The engines on the Odyssey look a lot like NASA’s prototype ion engines. This would fit nicely with the compact nuclear reactor on board, which would be the perfect size for generating living power and engine power for low-thrust ion engines.

Ion engines don’t have the same thrust capacity as our current rockets, but have the advantage of constant thrust over long distances that chemical rockets can’t match. NASA’s Dawn probe has an acceleration of about 0.22m/s/s (very, very rough math). A quick run through a calculator at (http://www.cthreepo.com/lab/math1/) says that over 39 days (Odyssey’s travel time), they would go about 8 astronomical units (AUs). That is 8x the distance from the Earth to the Sun just with Dawn’s level of thrust. That is a low end calculation, and doesn’t factor in any thrust from a more traditional rocket on the Earth end, or any slingshot maneuvers to add speed.
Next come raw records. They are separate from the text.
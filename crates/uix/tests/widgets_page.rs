use anyhow::Result;
use dom::{Document, LayoutBox};
use std::time::Duration;
use uix::Error;
use uix::widgets::{
    AutoHideConfig, AutoHideTrigger, HideMode, LazyloadConfig, PlaceholderConfig,
    SmoothScrollConfig, init_autohide, init_lazyload, init_placeholder, init_smoothscroll,
};

#[test]
fn smoothscroll_animates_to_numeric_and_selector_targets() -> Result<()> {
    let _ = env_logger::builder().is_test(true).try_init();

    let mut doc = Document::new();
    let root = doc.root();
    let container = doc.append_element(root, "nav");
    doc.set_attr(container, "id", "menu");
    let numeric = doc.append_element(container, "a");
    doc.set_attr(numeric, "data-scroll", "250");
    let anchored = doc.append_element(container, "a");
    doc.set_attr(anchored, "data-scroll", "#intro");
    let bare = doc.append_element(container, "a");

    let section = doc.append_element(root, "div");
    doc.set_attr(section, "id", "intro");
    doc.set_layout_box(section, LayoutBox::new(0.0, 480.0, 800.0, 300.0));

    init_smoothscroll(&mut doc, "#menu", &SmoothScrollConfig::default())?
        .ok_or_else(|| anyhow::anyhow!("container not found"))?;

    doc.dispatch(numeric, "click");
    doc.advance(Duration::from_millis(400));
    assert_eq!(doc.scroll_top(), 250.0);

    doc.dispatch(anchored, "click");
    doc.advance(Duration::from_millis(400));
    assert_eq!(doc.scroll_top(), 480.0);

    // No target scrolls back to the top.
    doc.dispatch(bare, "click");
    doc.advance(Duration::from_millis(400));
    assert_eq!(doc.scroll_top(), 0.0);
    Ok(())
}

#[test]
fn autohide_delay_trigger_hides_after_the_wait() -> Result<()> {
    let mut doc = Document::new();
    let root = doc.root();
    let panel = doc.append_element(root, "div");
    doc.set_attr(panel, "id", "notice");

    let config = AutoHideConfig {
        trigger: AutoHideTrigger::Delay(100),
        ..AutoHideConfig::default()
    };
    init_autohide(&mut doc, "#notice", &config)?
        .ok_or_else(|| anyhow::anyhow!("container not found"))?;

    // Nothing happens until the signal arrives.
    doc.advance(Duration::from_millis(500));
    assert!(doc.is_visible(panel));

    doc.dispatch(panel, "autohide");
    assert!(doc.is_visible(panel));
    doc.advance(Duration::from_millis(150));
    assert!(!doc.is_visible(panel));
    Ok(())
}

#[test]
fn autohide_dispose_cancels_a_pending_hide() -> Result<()> {
    let mut doc = Document::new();
    let root = doc.root();
    let panel = doc.append_element(root, "div");
    doc.set_attr(panel, "id", "notice");

    let config = AutoHideConfig {
        trigger: AutoHideTrigger::Delay(100),
        ..AutoHideConfig::default()
    };
    let handle = init_autohide(&mut doc, "#notice", &config)?
        .ok_or_else(|| anyhow::anyhow!("container not found"))?;

    doc.dispatch(panel, "autohide");
    handle.dispose(&mut doc);
    doc.advance(Duration::from_millis(500));
    assert!(doc.is_visible(panel));
    Ok(())
}

#[test]
fn autohide_selector_trigger_hides_on_that_elements_click() -> Result<()> {
    let mut doc = Document::new();
    let root = doc.root();
    let panel = doc.append_element(root, "div");
    doc.set_attr(panel, "id", "notice");
    let closer = doc.append_element(root, "button");
    doc.set_attr(closer, "id", "closer");

    let config = AutoHideConfig {
        trigger: AutoHideTrigger::Selector("#closer".into()),
        ..AutoHideConfig::default()
    };
    init_autohide(&mut doc, "#notice", &config)?
        .ok_or_else(|| anyhow::anyhow!("container not found"))?;

    // Clicks before the signal are inert.
    doc.dispatch(closer, "click");
    assert!(doc.is_visible(panel));

    doc.dispatch(panel, "autohide");
    doc.dispatch(closer, "click");
    assert!(!doc.is_visible(panel));
    Ok(())
}

#[test]
fn autohide_rejects_a_malformed_trigger_selector() {
    let mut doc = Document::new();
    let config = AutoHideConfig {
        trigger: AutoHideTrigger::Selector("%%".into()),
        ..AutoHideConfig::default()
    };
    assert!(matches!(
        init_autohide(&mut doc, "body", &config),
        Err(Error::Selector(_))
    ));
}

#[test]
fn placeholder_focus_mode_swaps_the_hint_in_and_out() -> Result<()> {
    let mut doc = Document::new();
    doc.set_supports_placeholder(false);
    let root = doc.root();
    let field = doc.append_element(root, "input");
    doc.set_attr(field, "id", "search");
    doc.set_attr(field, "placeholder", "Search…");

    init_placeholder(&mut doc, "#search", &PlaceholderConfig::default())?
        .ok_or_else(|| anyhow::anyhow!("field not found"))?;
    assert_eq!(doc.value(field), "Search…");
    assert_eq!(doc.css(field, "color"), Some("#999"));

    doc.dispatch(field, "focus");
    assert_eq!(doc.value(field), "");
    assert_eq!(doc.css(field, "color"), Some("#000"));

    // Blurring an untouched field brings the hint back.
    doc.dispatch(field, "blur");
    assert_eq!(doc.value(field), "Search…");
    assert_eq!(doc.css(field, "color"), Some("#999"));

    // Typed content survives the blur.
    doc.dispatch(field, "focus");
    doc.set_value(field, "rust");
    doc.dispatch(field, "blur");
    assert_eq!(doc.value(field), "rust");
    Ok(())
}

#[test]
fn placeholder_change_mode_strips_the_hint_on_first_input() -> Result<()> {
    let mut doc = Document::new();
    doc.set_supports_placeholder(false);
    let root = doc.root();
    let field = doc.append_element(root, "input");
    doc.set_attr(field, "id", "q");
    doc.set_attr(field, "placeholder", "Type here");

    let config = PlaceholderConfig {
        hide: HideMode::Change,
    };
    init_placeholder(&mut doc, "#q", &config)?
        .ok_or_else(|| anyhow::anyhow!("field not found"))?;
    assert_eq!(doc.value(field), "Type here");

    // The first keystroke lands after the hint text; the handler strips
    // the hint prefix and keeps the typed remainder.
    doc.set_value(field, "Type herex");
    doc.dispatch(field, "keyup");
    assert_eq!(doc.value(field), "x");
    assert_eq!(doc.css(field, "color"), Some("#000"));

    doc.set_value(field, "xy");
    doc.dispatch(field, "keyup");
    assert_eq!(doc.value(field), "xy");

    // Emptying the field restores the hint.
    doc.set_value(field, "");
    doc.dispatch(field, "keyup");
    assert_eq!(doc.value(field), "Type here");
    assert_eq!(doc.css(field, "color"), Some("#999"));
    Ok(())
}

#[test]
fn placeholder_is_inert_with_native_support() -> Result<()> {
    let mut doc = Document::new();
    let root = doc.root();
    let field = doc.append_element(root, "input");
    doc.set_attr(field, "id", "q");
    doc.set_attr(field, "placeholder", "Type here");

    assert!(init_placeholder(&mut doc, "#q", &PlaceholderConfig::default())?.is_none());
    assert_eq!(doc.value(field), "");
    Ok(())
}

#[test]
fn lazyload_assigns_sources_as_images_scroll_into_view() -> Result<()> {
    let mut doc = Document::new();
    doc.set_viewport_height(600.0);
    let root = doc.root();

    let near = doc.append_element(root, "img");
    doc.set_attr(near, "class", "lazy");
    doc.set_attr(near, "data-src", "near.png");
    doc.set_layout_box(near, LayoutBox::new(0.0, 100.0, 80.0, 60.0));

    let far = doc.append_element(root, "img");
    doc.set_attr(far, "class", "lazy");
    doc.set_attr(far, "data-src", "far.png");
    doc.set_layout_box(far, LayoutBox::new(0.0, 900.0, 80.0, 60.0));

    init_lazyload(&mut doc, &LazyloadConfig::default())?
        .ok_or_else(|| anyhow::anyhow!("no candidates"))?;

    // Above-the-fold images load without any scrolling.
    assert_eq!(doc.attr(near, "src"), Some("near.png"));
    assert_eq!(doc.attr(far, "src"), None);

    // A loaded image leaves the candidate set for good.
    doc.set_attr(near, "data-src", "changed.png");

    doc.set_scroll_top(400.0);
    assert_eq!(doc.attr(far, "src"), Some("far.png"));
    assert_eq!(doc.attr(near, "src"), Some("near.png"));
    Ok(())
}

#[test]
fn lazyload_without_candidates_is_a_no_op() -> Result<()> {
    let mut doc = Document::new();
    assert!(init_lazyload(&mut doc, &LazyloadConfig::default())?.is_none());
    Ok(())
}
8 AUs would be more than an hour of light speed lag. That means that the Odyssey should take almost two hours to complete a single back-and-forth of a conversation.

Communication-Time

If the compact nuclear reactor was actually able to produce thrust (unlikely, but possible), then in 39 days the Odyssey could have traveled even further.

At any distance beyond the Moon’s orbit, light-speed communication would become increasingly delayed. If the TET was even in a Mars orbit, it could take between 4 and 24 minutes for radio and video signals to go back and forth between Earth and the Odyssey. Further distances increase the lag time significantly.

This means that Humanity has…gasp…developed Faster-than-Light communications technologies by the time Oblivion occurs (and, yes, even before the TET could have provided the advanced alien tech to make it happen).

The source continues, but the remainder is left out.